= Beginning of Section =

//! Firestore REST API client.
//!
//! Document-create client with:
//! - HTTP client tuning (pooling, timeouts)
//! - Bearer authentication with a caller-supplied token
//! - Observability (tracing spans, metrics)

use std::collections::BTreeMap;
use std::time::{Duration, Instant};

use reqwest::{Client, StatusCode};
use tracing::{info_span, Instrument};

use crate::error::{FirestoreError, FirestoreResult};
use crate::metrics::record_request;
use crate::token::AccessToken;
use crate::types::{CreateDocumentRequest, Document, ErrorResponse, Value};

/// Public Firestore REST endpoint.
pub const DEFAULT_BASE_URL: &str = "https://firestore.googleapis.com";

/// Database used when none is configured.
pub const DEFAULT_DATABASE_ID: &str = "(default)";

// =============================================================================
// Configuration
// =============================================================================

/// Firestore client configuration.
#[derive(Debug, Clone)]
pub struct FirestoreConfig {
    /// Scheme and host of the REST endpoint
    pub base_url: String,
    /// Database ID (usually "(default)")
    pub database_id: String,
    /// Request timeout
    pub timeout: Duration,
    /// Connect timeout
    pub connect_timeout: Duration,
}

impl Default for FirestoreConfig {
    fn default() -> Self {
        Self {
            base_url: DEFAULT_BASE_URL.to_string(),
            database_id: DEFAULT_DATABASE_ID.to_string(),
            timeout: Duration::from_secs(30),
            connect_timeout: Duration::from_secs(5),
        }
    }
}

impl FirestoreConfig {
    /// Create config from environment variables.
    pub fn from_env() -> Self {
        let timeout_secs: u64 = std::env::var("FIRESTORE_TIMEOUT_SECS")
            .ok()
            .and_then(|s| s.parse().ok())
            .unwrap_or(30);

        let connect_timeout_secs: u64 = std::env::var("FIRESTORE_CONNECT_TIMEOUT_SECS")
            .ok()
            .and_then(|s| s.parse().ok())
            .unwrap_or(5);

        Self {
            base_url: std::env::var("FIRESTORE_BASE_URL")
                .ok()
                .filter(|s| !s.trim().is_empty())
                .unwrap_or_else(|| DEFAULT_BASE_URL.to_string()),
            database_id: std::env::var("FIRESTORE_DATABASE_ID")
                .ok()
                .filter(|s| !s.trim().is_empty())
                .unwrap_or_else(|| DEFAULT_DATABASE_ID.to_string()),
            timeout: Duration::from_secs(timeout_secs),
            connect_timeout: Duration::from_secs(connect_timeout_secs),
        }
    }

    /// Point the client at another host, e.g. an emulator.
    pub fn with_base_url(mut self, base_url: impl Into<String>) -> Self {
        self.base_url = base_url.into();
        self
    }
}

// =============================================================================
// Client
// =============================================================================

/// Check that `collection` names a collection: one id, or a
/// `collection/doc/collection` chain with an odd number of segments.
///
/// Ids may not be empty, `.` or `..`, and may not carry URL query or
/// fragment characters.
pub fn validate_collection_path(collection: &str) -> FirestoreResult<()> {
    let trimmed = collection.trim_matches('/');
    if trimmed.trim().is_empty() {
        return Err(FirestoreError::invalid_collection("collection name is empty"));
    }

    if let Some(c) = trimmed.chars().find(|c| matches!(c, '?' | '#') || c.is_control()) {
        return Err(FirestoreError::invalid_collection(format!(
            "'{}' contains disallowed character {:?}",
            collection, c
        )));
    }

    let segments: Vec<&str> = trimmed.split('/').collect();
    if segments
        .iter()
        .any(|s| s.trim().is_empty() || *s == "." || *s == "..")
    {
        return Err(FirestoreError::invalid_collection(format!(
            "'{}' has an empty or relative segment",
            collection
        )));
    }
    if segments.len() % 2 == 0 {
        return Err(FirestoreError::invalid_collection(format!(
            "'{}' names a document, not a collection",
            collection
        )));
    }

    Ok(())
}

/// Firestore REST API client.
#[derive(Clone)]
pub struct FirestoreClient {
    http: Client,
    config: FirestoreConfig,
}

impl FirestoreClient {
    /// Create a new Firestore client.
    pub fn new(config: FirestoreConfig) -> FirestoreResult<Self> {
        let http = Client::builder()
            .timeout(config.timeout)
            .connect_timeout(config.connect_timeout)
            .pool_idle_timeout(Duration::from_secs(90))
            .pool_max_idle_per_host(10)
            .user_agent(concat!("docpush-firestore/", env!("CARGO_PKG_VERSION")))
            .build()
            .map_err(FirestoreError::Network)?;

        Ok(Self { http, config })
    }

    /// Create from environment variables.
    pub fn from_env() -> FirestoreResult<Self> {
        Self::new(FirestoreConfig::from_env())
    }

    /// The underlying HTTP client, shared with the token exchange.
    pub fn http(&self) -> &Client {
        &self.http
    }

    pub fn config(&self) -> &FirestoreConfig {
        &self.config
    }

    /// URL of a collection's document list, which is also its create endpoint.
    ///
    /// `collection` is spliced in verbatim; callers check it with
    /// [`validate_collection_path`] first.
    pub fn collection_url(&self, project_id: &str, collection: &str) -> String {
        format!(
            "{}/v1/projects/{}/databases/{}/documents/{}",
            self.config.base_url.trim_end_matches('/'),
            project_id,
            self.config.database_id,
            collection.trim_matches('/')
        )
    }

    // =========================================================================
    // Write Operations
    // =========================================================================

    /// Create a document with a server-assigned id.
    pub async fn create_document(
        &self,
        token: &AccessToken,
        project_id: &str,
        collection: &str,
        fields: BTreeMap<String, Value>,
    ) -> FirestoreResult<Document> {
        validate_collection_path(collection)?;
        let url = self.collection_url(project_id, collection);
        let body = CreateDocumentRequest { fields };

        self.execute_request("create_document", collection, async {
            let response = self
                .http
                .post(&url)
                .bearer_auth(token.as_str())
                .json(&body)
                .send()
                .await?;
            let status = response.status();

            match status {
                StatusCode::OK | StatusCode::CREATED => {
                    let doc: Document = response.json().await?;
                    Ok(doc)
                }
                _ => Err(Self::handle_error_response(status, response).await),
            }
        })
        .await
    }

    // =========================================================================
    // Internal Helpers
    // =========================================================================

    /// Execute a request with tracing and metrics.
    async fn execute_request<T, F>(
        &self,
        operation: &str,
        collection: &str,
        fut: F,
    ) -> FirestoreResult<T>
    where
        F: std::future::Future<Output = FirestoreResult<T>>,
    {
        let span = info_span!("firestore_request", operation = %operation, collection = %collection);

        let start = Instant::now();
        let result = fut.instrument(span).await;
        let latency_ms = start.elapsed().as_millis() as f64;

        let status = match &result {
            Ok(_) => 200,
            Err(e) => e.http_status().unwrap_or(500),
        };
        record_request(operation, status, latency_ms);

        result
    }

    async fn handle_error_response(status: StatusCode, response: reqwest::Response) -> FirestoreError {
        let body = response.text().await.unwrap_or_default();
        FirestoreError::from_http_status(status.as_u16(), Self::error_message(&body))
    }

    /// Prefer the API's `error.message`; fall back to the raw body.
    fn error_message(body: &str) -> String {
        match serde_json::from_str::<ErrorResponse>(body) {
            Ok(parsed) => match parsed.error.status {
                Some(code) => format!("{} ({})", parsed.error.message, code),
                None => parsed.error.message,
            },
            Err(_) => body.to_string(),
        }
    }
}
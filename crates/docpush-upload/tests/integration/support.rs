//! Shared fixtures for upload tests.

use std::time::Duration;

use docpush_firestore::{FirestoreClient, FirestoreConfig};
use docpush_models::{CredentialRecord, Document, DocumentValue};
use docpush_upload::{BatchUploader, UploadConfig};
use serde_json::json;
use wiremock::matchers::{method, path, path_regex};
use wiremock::{Mock, MockServer, ResponseTemplate};

pub const PRIVATE_KEY: &str = include_str!("../../../../testdata/service_account_key.pem");
pub const PROJECT_ID: &str = "demo-project";
pub const COLLECTION: &str = "users";

/// Matches document creates in the test collection.
pub const DOCUMENTS_PATH: &str = r"^/v1/projects/demo-project/databases/.+/documents/users$";

pub fn credential(server: &MockServer) -> CredentialRecord {
    CredentialRecord {
        account_type: "service_account".to_string(),
        project_id: PROJECT_ID.to_string(),
        private_key_id: "key-1".to_string(),
        // Key files store newlines escaped; the signer has to undo that.
        private_key: PRIVATE_KEY.replace('\n', "\\n"),
        client_email: "uploader@demo-project.iam.gserviceaccount.com".to_string(),
        client_id: "1234567890".to_string(),
        auth_uri: "https://accounts.google.com/o/oauth2/auth".to_string(),
        token_uri: format!("{}/token", server.uri()),
        auth_provider_x509_cert_url: None,
        client_x509_cert_url: None,
    }
}

pub fn uploader(server: &MockServer, batch_size: usize, batch_delay: Duration) -> BatchUploader {
    let config = FirestoreConfig::default().with_base_url(server.uri());
    let client = FirestoreClient::new(config).expect("client builds");
    BatchUploader::new(
        client,
        UploadConfig {
            batch_size,
            batch_delay,
            ..UploadConfig::default()
        },
    )
}

/// Like [`uploader`], but with a per-request timeout on the HTTP client.
pub fn uploader_with_timeout(server: &MockServer, batch_size: usize, timeout: Duration) -> BatchUploader {
    let config = FirestoreConfig {
        timeout,
        ..FirestoreConfig::default().with_base_url(server.uri())
    };
    let client = FirestoreClient::new(config).expect("client builds");
    BatchUploader::new(
        client,
        UploadConfig {
            batch_size,
            batch_delay: Duration::ZERO,
            ..UploadConfig::default()
        },
    )
}

/// `count` documents of the shape `{"index": i, "name": "user-i"}`.
pub fn documents(count: usize) -> Vec<Document> {
    (0..count)
        .map(|i| {
            Document::from([
                ("index".to_string(), DocumentValue::Integer(i as i64)),
                ("name".to_string(), DocumentValue::from(format!("user-{i}"))),
            ])
        })
        .collect()
}

pub async fn mount_token(server: &MockServer) {
    Mock::given(method("POST"))
        .and(path("/token"))
        .respond_with(ResponseTemplate::new(200).set_body_json(json!({
            "access_token": "ya29.integration",
            "expires_in": 3599,
            "token_type": "Bearer"
        })))
        .mount(server)
        .await;
}

pub fn created() -> ResponseTemplate {
    ResponseTemplate::new(200).set_body_json(json!({
        "name": "projects/demo-project/databases/(default)/documents/users/generated",
        "fields": {},
        "createTime": "2024-05-01T12:00:00.000000Z",
        "updateTime": "2024-05-01T12:00:00.000000Z"
    }))
}

/// Accept every document create, expecting exactly `count` of them.
pub async fn mount_documents(server: &MockServer, count: u64) {
    Mock::given(method("POST"))
        .and(path_regex(DOCUMENTS_PATH))
        .respond_with(created())
        .expect(count)
        .mount(server)
        .await;
}
//! Shared data models for DocPush.
//!
//! This crate provides Serde-serializable types for:
//! - Service account credentials
//! - Dynamically-typed documents parsed from JSON
//! - Upload progress counters and log entries

pub mod credential;
pub mod document;
pub mod progress;

// Re-export common types
pub use credential::{CredentialError, CredentialRecord, SERVICE_ACCOUNT_TYPE};
pub use document::{Document, DocumentValue};
pub use progress::{LogKind, UploadLogEntry, UploadProgress, UploadState};
//! OAuth2 token exchange for service accounts.
//!
//! A signed assertion is POSTed once to the token endpoint and traded for a
//! short-lived bearer token. Nothing is cached or retried here: any failure is
//! returned to the caller, which aborts the upload.

use std::fmt;

use chrono::{DateTime, Utc};
use docpush_models::CredentialRecord;
use reqwest::Client;
use serde::Deserialize;
use tracing::{debug, info_span, Instrument};

use crate::assertion::AssertionSigner;
use crate::error::{FirestoreError, FirestoreResult};
use crate::metrics::record_token_exchange;

/// Grant type for the JWT bearer flow.
pub const JWT_BEARER_GRANT: &str = "urn:ietf:params:oauth:grant-type:jwt-bearer";

/// A bearer token for the documents API.
#[derive(Clone)]
pub struct AccessToken {
    token: String,
    expires_at: DateTime<Utc>,
}

impl AccessToken {
    pub fn new(token: impl Into<String>, expires_at: DateTime<Utc>) -> Self {
        Self {
            token: token.into(),
            expires_at,
        }
    }

    /// The raw bearer string.
    pub fn as_str(&self) -> &str {
        &self.token
    }

    pub fn expires_at(&self) -> DateTime<Utc> {
        self.expires_at
    }

    pub fn is_expired(&self) -> bool {
        Utc::now() >= self.expires_at
    }
}

impl fmt::Debug for AccessToken {
    fn fmt(&self, f: &mut fmt::Formatter<'_>) -> fmt::Result {
        f.debug_struct("AccessToken")
            .field("token", &"<redacted>")
            .field("expires_at", &self.expires_at)
            .finish()
    }
}

#[derive(Debug, Deserialize)]
struct TokenResponse {
    access_token: Option<String>,
}

/// Exchanges signed assertions for access tokens.
#[derive(Clone)]
pub struct TokenExchanger {
    http: Client,
}

impl TokenExchanger {
    pub fn new(http: Client) -> Self {
        Self { http }
    }

    /// POST the assertion to `token_uri` and return the `access_token` field.
    pub async fn exchange(&self, assertion: &str, token_uri: &str) -> FirestoreResult<String> {
        let span = info_span!("token_exchange", token_uri = %token_uri);
        self.post_assertion(assertion, token_uri).instrument(span).await
    }

    async fn post_assertion(&self, assertion: &str, token_uri: &str) -> FirestoreResult<String> {
        let params = [("grant_type", JWT_BEARER_GRANT), ("assertion", assertion)];

        let response = self.http.post(token_uri).form(&params).send().await?;
        let status = response.status();
        record_token_exchange(status.as_u16());

        let body = response.text().await.unwrap_or_default();
        if !status.is_success() {
            return Err(FirestoreError::TokenExchange {
                status: status.as_u16(),
                body,
            });
        }

        let parsed: TokenResponse = serde_json::from_str(&body)?;
        match parsed.access_token {
            Some(token) if !token.is_empty() => Ok(token),
            _ => Err(FirestoreError::InvalidResponse(
                "token response has no access_token".to_string(),
            )),
        }
    }
}

/// Sign an assertion for `credential` and trade it for a bearer token.
///
/// The token expires one assertion lifetime after the issue time.
pub async fn acquire_token(http: &Client, credential: &CredentialRecord) -> FirestoreResult<AccessToken> {
    let signer = AssertionSigner::new(credential)?;
    let assertion = signer.sign()?;

    let token = TokenExchanger::new(http.clone())
        .exchange(&assertion.jwt, signer.token_uri())
        .await?;

    debug!(
        client_email = %credential.client_email,
        expires_at = %assertion.expires_at(),
        "Obtained access token"
    );

    Ok(AccessToken::new(token, assertion.expires_at()))
}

= End of Section =

__The problem__: Show every line of the records above that contains the word "send".

__Completed task__:
                .send()
        let response = self.http.post(token_uri).form(&params).send().await?;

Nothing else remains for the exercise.